In looking for a new home (as in different one than the home they have now), people have the option of selecting a home that already exists that has been occupied by someone else at least once. It can be relatively new or decades old. Still, it is new to the people looking at it and seeking to change their address from where they call home now to a different location. They also can select new construction (already built but never-before occupied, or to-be-built) and select a brand new home for themselves.
Economics might have something to do with whether they select an existing home or a new one. Also, where the home is located may be a factor. if they are trying to be in a specific neighborhood, there may only be existing homes or new ones available. Then, there are the features they are looking for in their new home. Typically, but not always, new or newer homes have going to have the latest technology, electronics, appliances, and fixtures.

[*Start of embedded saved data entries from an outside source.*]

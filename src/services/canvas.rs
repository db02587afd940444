//! Drawing backend.
//!
//! [`FigureSink`] is the seam between plot decisions and pixels. The
//! production sink, [`PlottersCanvas`], draws with `plotters` into an
//! in-memory RGB buffer, then keys the background out to alpha, crops to the
//! drawn content and encodes PNG with `image`.

use crate::domain::constants::{
    FIGURE_HEIGHT_IN, FIGURE_WIDTH_IN, GRID_STEP_X, GRID_STEP_Y, OUTPUT_DPI, PLOT_HEIGHT,
    PLOT_WIDTH, RING_WIDTH, VIEWER_ENV,
};
use crate::domain::figure::{DonutFigure, Figure, Rgb, ScatterFigure, Wedge};
use crate::domain::models::RenderMode;
use crate::errors::{Result, RpgError};
use image::imageops::FilterType;
use image::{ImageFormat, Rgba, RgbaImage};
use plotters::coord::Shift;
use plotters::element::{BitMapElement, Pie};
use plotters::prelude::*;
use plotters::series::DashedLineSeries;
use plotters::style::text_anchor::{HPos, Pos, VPos};
use std::error::Error;
use std::path::{Path, PathBuf};
use std::process::Command;

type PlotResult<T> = std::result::Result<T, Box<dyn Error>>;
type Area<'a> = DrawingArea<BitMapBackend<'a>, Shift>;

/// Where finished figures go. Each call delivers exactly one figure.
pub trait FigureSink {
    fn save(&mut self, figure: &Figure, path: &Path) -> Result<()>;
    fn display(&mut self, figure: &Figure) -> Result<()>;
}

/// Never drawn by content; becomes the transparent background.
const KEY: RGBColor = RGBColor(254, 254, 254);
const CROP_PAD: u32 = 12;
const FONT: &str = "sans-serif";
const CHART_MARGIN: i32 = 24;
/// Extra room above and right of the plot for the axis-arrow labels.
const ARROW_LABEL_ROOM: i32 = 64;

pub struct PlottersCanvas {
    viewer: Vec<String>,
    staging: PathBuf,
}

impl PlottersCanvas {
    pub fn new(viewer: Vec<String>) -> Self {
        Self {
            viewer,
            staging: std::env::temp_dir(),
        }
    }

    /// Directory that receives the PNGs handed to the viewer.
    pub fn with_staging_dir(mut self, dir: impl Into<PathBuf>) -> Self {
        self.staging = dir.into();
        self
    }

    /// Viewer from `RPG_VIEWER`, else the platform opener.
    pub fn from_env() -> Self {
        let viewer = std::env::var(VIEWER_ENV)
            .ok()
            .map(|v| v.split_whitespace().map(str::to_string).collect::<Vec<_>>())
            .filter(|v| !v.is_empty())
            .unwrap_or_else(default_viewer);
        Self::new(viewer)
    }
}

fn default_viewer() -> Vec<String> {
    let argv: &[&str] = if cfg!(target_os = "macos") {
        &["open"]
    } else if cfg!(windows) {
        &["cmd", "/C", "start", ""]
    } else {
        &["xdg-open"]
    };
    argv.iter().map(|s| s.to_string()).collect()
}

impl FigureSink for PlottersCanvas {
    fn save(&mut self, figure: &Figure, path: &Path) -> Result<()> {
        let image = render(figure)?;
        write_png(&image, path)?;
        tracing::info!(
            mode = figure.mode().name(),
            path = %path.display(),
            "wrote figure"
        );
        Ok(())
    }

    fn display(&mut self, figure: &Figure) -> Result<()> {
        let image = render(figure)?;
        self.open_in_viewer(figure.mode(), &image)?;
        Ok(())
    }
}

impl PlottersCanvas {
    /// Stages `image` as a kept temp PNG and launches the viewer on it.
    ///
    /// The file is only kept once it is fully written and is removed again
    /// if the viewer cannot be started.
    fn open_in_viewer(&self, mode: RenderMode, image: &RgbaImage) -> Result<PathBuf> {
        let (program, args) = self
            .viewer
            .split_first()
            .ok_or_else(|| RpgError::Config(format!("{} is empty", VIEWER_ENV)))?;

        let tmp = tempfile::Builder::new()
            .prefix(&format!("rpg-{}-", mode.name()))
            .suffix(".png")
            .tempfile_in(&self.staging)
            .map_err(|e| RpgError::io(&self.staging, e))?;
        write_png(image, tmp.path())?;
        // The viewer runs detached and needs the file after we exit.
        let (_, path) = tmp
            .keep()
            .map_err(|e| RpgError::io(e.file.path(), e.error))?;

        if let Err(e) = Command::new(program).args(args).arg(&path).spawn() {
            let _ = std::fs::remove_file(&path);
            return Err(RpgError::io(PathBuf::from(program), e));
        }
        tracing::info!(viewer = %program, path = %path.display(), "opened figure");
        Ok(path)
    }
}

fn write_png(image: &RgbaImage, path: &Path) -> Result<()> {
    image
        .save_with_format(path, ImageFormat::Png)
        .map_err(|e| match e {
            image::ImageError::IoError(io) => RpgError::io(path, io),
            other => RpgError::render(other),
        })
}

pub fn canvas_size() -> (u32, u32) {
    (
        (FIGURE_WIDTH_IN * OUTPUT_DPI as f64).round() as u32,
        (FIGURE_HEIGHT_IN * OUTPUT_DPI as f64).round() as u32,
    )
}

/// Typographic points to pixels at the output DPI.
pub fn pt_to_px(pt: f64) -> f64 {
    pt * OUTPUT_DPI as f64 / 72.0
}

/// Radius in pixels of a marker whose area is given in pt².
pub fn marker_radius_px(area: f64) -> i32 {
    pt_to_px((area / std::f64::consts::PI).sqrt()).round() as i32
}

fn color(rgb: Rgb) -> RGBColor {
    RGBColor(rgb.0, rgb.1, rgb.2)
}

pub fn render(figure: &Figure) -> Result<RgbaImage> {
    let (w, h) = canvas_size();
    let mut buf = vec![0u8; (w * h * 3) as usize];
    {
        let root = BitMapBackend::with_buffer(&mut buf, (w, h)).into_drawing_area();
        root.fill(&KEY).map_err(RpgError::render)?;
        let drawn = match figure {
            Figure::Scatter(s) => draw_scatter(&root, s),
            Figure::Donut(d) => draw_donut(&root, d),
        };
        drawn.map_err(RpgError::render)?;
        root.present().map_err(RpgError::render)?;
    }
    Ok(tight_transparent(w, h, &buf))
}

/// Keys the background out and crops to the drawn content plus padding.
pub fn tight_transparent(w: u32, h: u32, rgb: &[u8]) -> RgbaImage {
    let key = [KEY.0, KEY.1, KEY.2];
    let mut out = RgbaImage::new(w, h);
    let (mut x0, mut y0, mut x1, mut y1) = (w, h, 0u32, 0u32);
    for (i, px) in rgb.chunks_exact(3).enumerate() {
        let (x, y) = (i as u32 % w, i as u32 / w);
        if px == key.as_slice() {
            out.put_pixel(x, y, Rgba([0, 0, 0, 0]));
            continue;
        }
        out.put_pixel(x, y, Rgba([px[0], px[1], px[2], 255]));
        x0 = x0.min(x);
        y0 = y0.min(y);
        x1 = x1.max(x);
        y1 = y1.max(y);
    }
    if x0 > x1 || y0 > y1 {
        return out;
    }
    let left = x0.saturating_sub(CROP_PAD);
    let top = y0.saturating_sub(CROP_PAD);
    let right = (x1 + CROP_PAD).min(w - 1);
    let bottom = (y1 + CROP_PAD).min(h - 1);
    image::imageops::crop_imm(&out, left, top, right - left + 1, bottom - top + 1)
        .to_image()
}

fn text_style(pt: f64, rgb: Rgb, bold: bool, pos: Pos) -> TextStyle<'static> {
    let font = (FONT, pt_to_px(pt)).into_font();
    let font = if bold {
        font.style(FontStyle::Bold)
    } else {
        font
    };
    font.color(&color(rgb)).pos(pos)
}

fn split_for_legend<'a>(root: &Area<'a>, legend: bool) -> (Area<'a>, Option<Area<'a>>) {
    if !legend {
        return (root.clone(), None);
    }
    let (w, _) = root.dim_in_pixel();
    let (left, right) = root.split_horizontally((w as f64 * 0.66) as i32);
    (left, Some(right))
}

fn draw_legend_lines(area: &Area, entries: &[(Option<Rgb>, String)]) -> PlotResult<()> {
    let line_h = pt_to_px(10.0).round() as i32;
    let swatch = line_h / 2;
    let left = 16;
    let top = 16;
    let style = text_style(8.0, (0, 0, 0), false, Pos::new(HPos::Left, VPos::Center));
    let mut widest = 0i32;
    for (i, (fill, label)) in entries.iter().enumerate() {
        let y = top + line_h / 2 + i as i32 * line_h + 8;
        let mut x = left + 12;
        if let Some(rgb) = fill {
            area.draw(&Rectangle::new(
                [(x, y - swatch / 2), (x + swatch, y + swatch / 2)],
                color(*rgb).filled(),
            ))?;
            x += swatch + 10;
        }
        area.draw(&Text::new(label.clone(), (x, y), style.clone()))?;
        let (tw, _) = area.estimate_text_size(label, &style)?;
        widest = widest.max(x + tw as i32);
    }
    let bottom = top + entries.len() as i32 * line_h + 16;
    area.draw(&Rectangle::new(
        [(left, top), (widest + 12, bottom)],
        BLACK.mix(0.6).stroke_width(1),
    ))?;
    Ok(())
}

fn draw_scatter(root: &Area, fig: &ScatterFigure) -> PlotResult<()> {
    let (plot_root, legend_area) = split_for_legend(root, !fig.legend.is_empty());
    let label_area = if fig.axis_arrows || fig.axis_labels {
        90
    } else {
        16
    };
    let arrow_room = if fig.axis_arrows { ARROW_LABEL_ROOM } else { 0 };

    let mut chart = ChartBuilder::on(&plot_root)
        .margin(CHART_MARGIN)
        .margin_top(CHART_MARGIN + arrow_room)
        .margin_right(CHART_MARGIN + arrow_room)
        .x_label_area_size(label_area)
        .y_label_area_size(label_area)
        .build_cartesian_2d(0f64..PLOT_WIDTH, 0f64..PLOT_HEIGHT)?;

    let blank = |_: &f64| String::new();
    let desc_style = text_style(10.0, (0, 0, 0), false, Pos::new(HPos::Center, VPos::Center));
    let mut mesh = chart.configure_mesh();
    mesh.disable_mesh()
        .x_label_formatter(&blank)
        .y_label_formatter(&blank)
        .axis_desc_style(desc_style);
    if fig.axis_labels {
        mesh.x_desc("Likelihood").y_desc("Impact");
    }
    mesh.draw()?;

    let (pw, ph) = chart.plotting_area().dim_in_pixel();
    let background = fig
        .background
        .image
        .resize_exact(pw, ph, FilterType::Triangle);
    let background: BitMapElement<_> = ((0.0, PLOT_HEIGHT), background).into();
    chart.draw_series(std::iter::once(background))?;

    let dashed = BLACK.mix(0.5).stroke_width(2);
    let mut x = GRID_STEP_X;
    while x < PLOT_WIDTH {
        chart.draw_series(DashedLineSeries::new(
            vec![(x, 0.0), (x, PLOT_HEIGHT)],
            12,
            8,
            dashed,
        ))?;
        x += GRID_STEP_X;
    }
    let mut y = GRID_STEP_Y;
    while y < PLOT_HEIGHT {
        chart.draw_series(DashedLineSeries::new(
            vec![(0.0, y), (PLOT_WIDTH, y)],
            12,
            8,
            dashed,
        ))?;
        y += GRID_STEP_Y;
    }

    chart.draw_series(fig.markers.iter().map(|m| {
        let radius = marker_radius_px(m.style.area);
        let label = text_style(
            m.style.label_pt,
            m.style.label_color,
            true,
            Pos::new(HPos::Center, VPos::Center),
        );
        EmptyElement::at((m.point.x as f64, m.point.y as f64))
            + Circle::new((0, 0), radius, color(m.style.fill).filled())
            + Circle::new((0, 0), radius, BLACK.stroke_width(2))
            + Text::new(m.label.clone(), (0, 0), label)
    }))?;

    if fig.axis_arrows {
        let (xr, yr) = chart.plotting_area().get_pixel_range();
        draw_axis_arrows(&plot_root, xr, yr)?;
    }

    if let Some(area) = legend_area {
        let entries: Vec<(Option<Rgb>, String)> =
            fig.legend.iter().map(|l| (None, l.clone())).collect();
        draw_legend_lines(&area, &entries)?;
    }
    Ok(())
}

/// "High" arrows along the bottom and left edges, pointing away from the origin.
fn draw_axis_arrows(
    area: &Area,
    xr: std::ops::Range<i32>,
    yr: std::ops::Range<i32>,
) -> PlotResult<()> {
    let stroke = BLACK.stroke_width(2);
    let head = 14;
    let label = text_style(9.0, (0, 0, 0), false, Pos::new(HPos::Left, VPos::Center));

    let y = yr.end + 40;
    area.draw(&PathElement::new(
        vec![(xr.start, y), (xr.end - head, y)],
        stroke,
    ))?;
    area.draw(&Polygon::new(
        vec![
            (xr.end, y),
            (xr.end - head, y - head / 2),
            (xr.end - head, y + head / 2),
        ],
        BLACK.filled(),
    ))?;
    area.draw(&Text::new("High", (xr.end + 8, y), label))?;

    let x = xr.start - 40;
    let label = text_style(9.0, (0, 0, 0), false, Pos::new(HPos::Center, VPos::Bottom));
    area.draw(&PathElement::new(
        vec![(x, yr.end), (x, yr.start + head)],
        stroke,
    ))?;
    area.draw(&Polygon::new(
        vec![
            (x, yr.start),
            (x - head / 2, yr.start + head),
            (x + head / 2, yr.start + head),
        ],
        BLACK.filled(),
    ))?;
    area.draw(&Text::new("High", (x, yr.start - 8), label))?;
    Ok(())
}

/// Screen angle of 12 o'clock, in degrees.
const TWELVE_OCLOCK: f64 = -90.0;

#[derive(Debug, Clone, Copy, PartialEq)]
struct WedgeSpan {
    wedge: Wedge,
    /// Screen angle in degrees where plotters starts this wedge's clockwise sweep.
    start: f64,
}

/// Ring layout: High runs counter-clockwise from 12 o'clock, followed by
/// Medium and Low. Returned in plotters' clockwise drawing order.
fn wedge_spans(fig: &DonutFigure) -> Vec<WedgeSpan> {
    let total = fig.total() as f64;
    let mut start = TWELVE_OCLOCK;
    fig.wedges
        .iter()
        .rev()
        .map(|w| {
            let sweep = if total > 0.0 {
                w.count as f64 / total * 360.0
            } else {
                0.0
            };
            let span = WedgeSpan { wedge: *w, start };
            start += sweep;
            span
        })
        .collect()
}

fn draw_donut(root: &Area, fig: &DonutFigure) -> PlotResult<()> {
    let (ring_area, legend_area) = split_for_legend(root, fig.legend);
    let (w, h) = ring_area.dim_in_pixel();
    let center = (w as i32 / 2, h as i32 / 2);
    let radius = w.min(h) as f64 * 0.4;
    let hole = radius * (1.0 - RING_WIDTH);

    let edge = BLACK.stroke_width(2);
    if fig.total() > 0 {
        let spans = wedge_spans(fig);
        let sizes: Vec<f64> = spans.iter().map(|s| s.wedge.count as f64).collect();
        let colors: Vec<RGBColor> = spans.iter().map(|s| color(s.wedge.fill)).collect();
        let labels: Vec<String> = spans.iter().map(|s| s.wedge.count.to_string()).collect();
        let mut pie = Pie::new(&center, &radius, &sizes, &colors, &labels);
        pie.start_angle(TWELVE_OCLOCK);
        pie.donut_hole(hole);
        pie.label_style((FONT, pt_to_px(10.0)).into_font().color(&BLACK));
        ring_area.draw(&pie)?;

        // Wedge edges.
        for span in &spans {
            let (s, c) = span.start.to_radians().sin_cos();
            let inner = (center.0 + (hole * c) as i32, center.1 + (hole * s) as i32);
            let outer = (
                center.0 + (radius * c) as i32,
                center.1 + (radius * s) as i32,
            );
            ring_area.draw(&PathElement::new(vec![inner, outer], edge))?;
        }
    }
    ring_area.draw(&Circle::new(center, radius as i32, edge))?;
    ring_area.draw(&Circle::new(center, hole as i32, edge))?;

    let caption = text_style(16.0, (0, 0, 0), false, Pos::new(HPos::Center, VPos::Bottom));
    let level = text_style(24.0, (0, 0, 0), true, Pos::new(HPos::Center, VPos::Top));
    ring_area.draw(&Text::new(
        "Exposure level",
        (center.0, center.1 - 6),
        caption,
    ))?;
    ring_area.draw(&Text::new(
        fig.exposure_level.label(),
        (center.0, center.1 + 6),
        level,
    ))?;

    if let Some(area) = legend_area {
        let entries: Vec<(Option<Rgb>, String)> = fig
            .wedges
            .iter()
            .map(|w| (Some(w.fill), w.level.label().to_string()))
            .collect();
        draw_legend_lines(&area, &entries)?;
    }
    Ok(())
}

They might find an existing home, whether built relatively recently or not, that has many of the features they are looking for in a home, including, flooring, lighting, layout, space considerations, accessibility, and other factors important to them.
This brings us to the second way they can own a new home. They can find a home that has everything they think their home is missing, or they can decide to remake their present home into the one they really want. After all, they probably like the location, they have a long track record with their home, they have a large emotional attachment to it, they have shared many memories in and with their home over the years (good ones and not such good ones), and they really would like to stay in it if it could just be more responsive to their needs.
Maybe they don’t need to leave their current home. Maybe a new home that they would move into is not what they need but rather a new design on the home they have now. In addition to being familiar with the physical location of their home and the ins and outs of navigating through their home, they would avoid the monumental task of trying to sort through all of the accumulates stuff they have to get it ready to move, the general disruption in their lives preparing their contents for moving and then unpacking and settling in at their new home, and selling their present home.
They may find that they can reinvent their current home for whatever needs and desires they have and that this new iteration in design can serve them long-term and allow them to remain in it. This is getting a new home without needing to incur any of the hassles of searching for, locating, and changing residences.
This is precisely the role that we play. We help people understand, and then do something about it to make it happen, that they can modify their current home (within funding constraints) to remake it into what they really need to serve their purposed and those that live in the home with them. In some cases, we can identify funding that does not depend entirely on their funds or loan process.
Helping people stay in their current homes with some relevant modifications is like giving them a brand new home.